A - The For Sale Sign
By ja_simpson
- 1427 reads
One thing you should know is that this place exists. It exists as
though it lives and it breathes, is given motion by those who move
through it and is tainted as though each inhabitant's evil and
prejudice were its own. Westfield to the untrained eye - as mine was
all that time ago - is just another small town in a vast landscape of
countryside, a mere circle drawn on a page marked with notary contours
and other townships, pinpointing an area of land that means nothing to
the casual observer.
Only as you approach the town, diverting off the now almost obsolete
highway along the dirt-flecked side road, through trees and shrubs that
seem conspiring to knowingly block out its existence from the outside
world, before traversing the bridge spanning the sunken river, would
you see the streets and buildings spanning out before you and the flat
square wooden sign staked into the mound of earth that looks
constructed for the purpose of declaring to the traveller that This Is
Westfield, population 2393.
I know it exists of course, because I have lived there and had lived
there for the first seventeen years of my life before everything that
happened had a chance to happen, before I changed within and outside
myself, before the real truth of myself and the town in which I lived
was revealed explicably to me; before the tears, the pain, and the
bloodshed.
The time before was my childhood, that very particular mix of innocence
and ignorance - lost years as I now see them in many ways, which is
surely too often the case. Then came the truth, a period of change,
adaptation or revelation - I am still unsure of the words to use that
will be in any way apt enough to describe what was, in essence I
suppose, a transition, yet far removed from any conventional rite of
passage or slow-burning realisation of maturity and growth.

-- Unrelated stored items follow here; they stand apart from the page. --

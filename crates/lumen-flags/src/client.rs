// Copyright (c) 2025 Geoffrey Huntley <ghuntley@ghuntley.com>. All rights reserved.
// SPDX-License-Identifier: Proprietary

//! Flag resolution client.

use std::collections::HashMap;
use std::sync::atomic::{AtomicBool, Ordering};
use std::sync::Arc;
use std::time::Duration;

use chrono::Utc;
use lumen_flags_core::{evaluate_flag, EvaluationDetail, EvaluationReason, User, VariationValue};
use tracing::{debug, info, warn};
use url::Url;

use crate::analytics::{
	AnalyticsEvent, AnalyticsHook, CustomEvent, FeatureRequestEvent, IdentifyEvent,
	NoOpAnalyticsHook, SharedAnalyticsHook,
};
use crate::config::{ClientConfig, SdkKey};
use crate::error::{FlagsError, ResolutionError, Result};
use crate::http::HttpFlagStore;
use crate::store::{FlagStore, SharedFlagStore};

/// The outcome of resolving a flag.
///
/// `value` is always usable: when `error` is set it holds the caller's default.
#[derive(Debug, Clone, PartialEq)]
pub struct Resolution<T> {
	pub value: T,
	pub reason: EvaluationReason,
	pub error: Option<ResolutionError>,
}

impl<T> Resolution<T> {
	fn served(value: T, reason: EvaluationReason) -> Self {
		Self {
			value,
			reason,
			error: None,
		}
	}

	fn fallback(default: T, error: ResolutionError) -> Self {
		Self {
			value: default,
			reason: error.reason(),
			error: Some(error),
		}
	}

	/// Returns true if the value came from the flag rather than a fallback.
	pub fn is_ok(&self) -> bool {
		self.error.is_none()
	}

	pub fn into_value(self) -> T {
		self.value
	}
}

/// Builder for constructing a [`FlagsClient`].
pub struct FlagsClientBuilder {
	config: ClientConfig,
	sdk_key: Option<String>,
	base_url: Option<String>,
	store: Option<SharedFlagStore>,
	analytics: SharedAnalyticsHook,
}

impl FlagsClientBuilder {
	/// Creates a new builder with default settings.
	pub fn new() -> Self {
		Self::from_config(ClientConfig::default())
	}

	/// Creates a builder seeded from existing configuration.
	pub fn from_config(config: ClientConfig) -> Self {
		Self {
			config,
			sdk_key: None,
			base_url: None,
			store: None,
			analytics: Arc::new(NoOpAnalyticsHook),
		}
	}

	/// Sets the SDK key used by the HTTP flag store.
	pub fn sdk_key(mut self, key: impl Into<String>) -> Self {
		self.sdk_key = Some(key.into());
		self
	}

	/// Sets the flag service base URL.
	///
	/// Example: `https://flags.example.com`
	pub fn base_url(mut self, url: impl Into<String>) -> Self {
		self.base_url = Some(url.into());
		self
	}

	/// Sets the flag store request timeout.
	pub fn timeout(mut self, timeout: Duration) -> Self {
		self.config.timeout = timeout;
		self
	}

	/// Starts the client offline.
	pub fn offline(mut self, offline: bool) -> Self {
		self.config.offline = offline;
		self
	}

	/// Overrides the User-Agent sent by the HTTP flag store.
	pub fn user_agent(mut self, user_agent: impl Into<String>) -> Self {
		self.config.user_agent = Some(user_agent.into());
		self
	}

	/// Uses a custom flag store instead of the HTTP store.
	pub fn store(mut self, store: impl FlagStore) -> Self {
		self.store = Some(Arc::new(store));
		self
	}

	/// Uses an already shared flag store.
	pub fn shared_store(mut self, store: SharedFlagStore) -> Self {
		self.store = Some(store);
		self
	}

	/// Sets the hook that receives analytics events.
	pub fn analytics_hook(mut self, hook: impl AnalyticsHook) -> Self {
		self.analytics = Arc::new(hook);
		self
	}

	/// Builds the client.
	///
	/// Without an explicit store, an [`HttpFlagStore`] is built from the
	/// configuration, which then requires a base URL and SDK key.
	pub fn build(mut self) -> Result<FlagsClient> {
		if let Some(key) = self.sdk_key.take() {
			self.config.sdk_key = Some(SdkKey::new(key)?);
		}
		if let Some(raw) = self.base_url.take() {
			let url: Url = raw.parse().map_err(|_| FlagsError::InvalidBaseUrl)?;
			self.config.base_url = Some(url);
		}

		let store: SharedFlagStore = match self.store {
			Some(store) => store,
			None => Arc::new(HttpFlagStore::new(&self.config)?),
		};

		if self.config.offline {
			info!("Flags client starting in offline mode");
		}

		Ok(FlagsClient {
			inner: Arc::new(ClientInner {
				store,
				analytics: self.analytics,
				offline: AtomicBool::new(self.config.offline),
			}),
		})
	}
}

impl Default for FlagsClientBuilder {
	fn default() -> Self {
		Self::new()
	}
}

struct ClientInner {
	store: SharedFlagStore,
	analytics: SharedAnalyticsHook,
	offline: AtomicBool,
}

/// Resolves feature flags for users.
///
/// Cloning the client is cheap; clones share the store, the analytics hook
/// and the offline state.
#[derive(Clone)]
pub struct FlagsClient {
	inner: Arc<ClientInner>,
}

impl std::fmt::Debug for FlagsClient {
	fn fmt(&self, f: &mut std::fmt::Formatter<'_>) -> std::fmt::Result {
		f.debug_struct("FlagsClient")
			.field("offline", &self.is_offline())
			.finish_non_exhaustive()
	}
}

impl FlagsClient {
	pub fn builder() -> FlagsClientBuilder {
		FlagsClientBuilder::new()
	}

	/// Builds a client from configuration, using the HTTP flag store.
	pub fn from_config(config: ClientConfig) -> Result<Self> {
		FlagsClientBuilder::from_config(config).build()
	}

	/// Stops evaluating flags; every resolution returns the caller default.
	///
	/// No analytics events of any kind are sent while offline.
	pub fn set_offline(&self) {
		if !self.inner.offline.swap(true, Ordering::SeqCst) {
			info!("Flags client switched to offline mode");
		}
	}

	/// Resumes evaluating flags.
	pub fn set_online(&self) {
		if self.inner.offline.swap(false, Ordering::SeqCst) {
			info!("Flags client switched to online mode");
		}
	}

	pub fn is_offline(&self) -> bool {
		self.inner.offline.load(Ordering::SeqCst)
	}

	/// Resolves a boolean flag.
	pub async fn get_flag(&self, key: &str, user: &User, default: bool) -> Resolution<bool> {
		self
			.resolve_typed(key, user, default, "boolean", VariationValue::as_bool)
			.await
	}

	/// Resolves a string flag.
	pub async fn get_string(&self, key: &str, user: &User, default: &str) -> Resolution<String> {
		self
			.resolve_typed(key, user, default.to_string(), "string", |v| {
				v.as_str().map(str::to_string)
			})
			.await
	}

	/// Resolves a numeric flag.
	pub async fn get_number(&self, key: &str, user: &User, default: f64) -> Resolution<f64> {
		self
			.resolve_typed(key, user, default, "number", VariationValue::as_f64)
			.await
	}

	/// Resolves a flag as JSON. Any served value converts.
	pub async fn get_json(
		&self,
		key: &str,
		user: &User,
		default: serde_json::Value,
	) -> Resolution<serde_json::Value> {
		self
			.resolve_typed(key, user, default, "json", |v| Some(v.to_json()))
			.await
	}

	/// Resolves a flag without any type check.
	pub async fn get_variation(
		&self,
		key: &str,
		user: &User,
		default: VariationValue,
	) -> Resolution<VariationValue> {
		self
			.resolve_typed(key, user, default, "any", |v| Some(v.clone()))
			.await
	}

	/// Evaluates every flag in the store for a user.
	///
	/// Returns an empty map while offline. Analytics events are not recorded.
	pub async fn all_flags(&self, user: &User) -> Result<HashMap<String, EvaluationDetail>> {
		if self.is_offline() {
			debug!("Skipping all_flags while offline");
			return Ok(HashMap::new());
		}

		let flags = self.inner.store.all_flags().await?;
		Ok(flags
			.iter()
			.map(|flag| (flag.key.clone(), evaluate_flag(flag, user)))
			.collect())
	}

	/// Records a custom event for a user. Dropped while offline.
	pub async fn track(&self, event_key: &str, user: &User, data: Option<serde_json::Value>) {
		if self.is_offline() {
			return;
		}
		self
			.send_event(AnalyticsEvent::Custom(CustomEvent {
				key: event_key.to_string(),
				user: user.clone(),
				data,
				creation_date: Utc::now(),
			}))
			.await;
	}

	/// Registers a user with the analytics hook. Dropped while offline.
	pub async fn identify(&self, user: &User) {
		if self.is_offline() {
			return;
		}
		self
			.send_event(AnalyticsEvent::Identify(IdentifyEvent {
				user: user.clone(),
				creation_date: Utc::now(),
			}))
			.await;
	}

	async fn resolve_typed<T, F>(
		&self,
		key: &str,
		user: &User,
		default: T,
		expected: &'static str,
		extract: F,
	) -> Resolution<T>
	where
		T: Clone + Into<VariationValue>,
		F: FnOnce(&VariationValue) -> Option<T>,
	{
		let resolution = match self.resolve(key, user).await {
			Ok(detail) => match extract(&detail.value) {
				Some(value) => Resolution::served(value, detail.reason),
				None => {
					warn!(
						flag_key = %key,
						expected,
						actual = detail.value.type_name(),
						"Flag served a value of the wrong type"
					);
					Resolution::fallback(
						default.clone(),
						ResolutionError::WrongType {
							key: key.to_string(),
							expected,
							actual: detail.value.type_name(),
						},
					)
				}
			},
			Err(error) => Resolution::fallback(default.clone(), error),
		};

		if resolution.reason != EvaluationReason::Offline {
			let event = FeatureRequestEvent::new(
				key,
				user,
				resolution.value.clone().into(),
				default.into(),
				resolution.reason,
			);
			self.send_event(AnalyticsEvent::Feature(event)).await;
		}

		resolution
	}

	async fn resolve(
		&self,
		key: &str,
		user: &User,
	) -> std::result::Result<EvaluationDetail, ResolutionError> {
		if self.is_offline() {
			debug!(flag_key = %key, "Client offline, serving default");
			return Err(ResolutionError::Offline);
		}

		let flag = match self.inner.store.fetch_flag(key).await {
			Ok(Some(flag)) => flag,
			Ok(None) => {
				debug!(flag_key = %key, "Flag not found, serving default");
				return Err(ResolutionError::FlagNotFound {
					key: key.to_string(),
				});
			}
			Err(e) => {
				warn!(flag_key = %key, error = %e, "Flag store failed, serving default");
				return Err(ResolutionError::Store(e.to_string()));
			}
		};

		let detail = evaluate_flag(&flag, user);
		debug!(flag_key = %key, reason = %detail.reason, "Flag evaluated");
		Ok(detail)
	}

	async fn send_event(&self, event: AnalyticsEvent) {
		self.inner.analytics.on_event(event).await;
	}
}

My mother died when I was seven years old in childbirth, after
complications that had arisen during a prolonged illness. Complications
was always the word associated with my mother's passing, although I
never heard it used when anyone else died. It was as though only her
death could be talked of in that way. When other people were knocked
down by cars or had heart attacks, they were all clear-cut, quicker
ways to go, brought about by "tragic" accidents or circumstances. With
my mother it was "complications". I only began to use the word tragedy
when I was old enough to know its meaning and the implications and
consequences of my mother's death became all too apparent. I came to
learn of course, that every death is complicated - that when anyone's
life ends there is always pain and unresolved issues for those left
behind.
I knew she had been ill for a long time. She had never seemed to have a
great deal of energy, in the physical sense at least - certainly not
the amount of energy a mother needs to cope with a small child. But she
was a caring, outgoing and well-liked woman until the illness that had
plagued her sporadically for years finally took an all-consuming,
vice-like hold on her. I never knew the full details of her illness
back then, and still don't now. I was too young to talk about it when
it happened and there was no-one left to question when I eventually
became inclined to know the truth.
However, some of my earliest memories involve watching her being
treated by my father and Edith Kenyon, my mother's oldest friend, who
had been a nurse with my mother in their younger years and who owned
the grocery store in town with her husband. There had always been
candles in her room and they had previously represented warmth and
light for me until her final weeks. I can still see the pear-drop
flames that burned incessantly through the half-open door, creating
flickering shadows across the inner walls.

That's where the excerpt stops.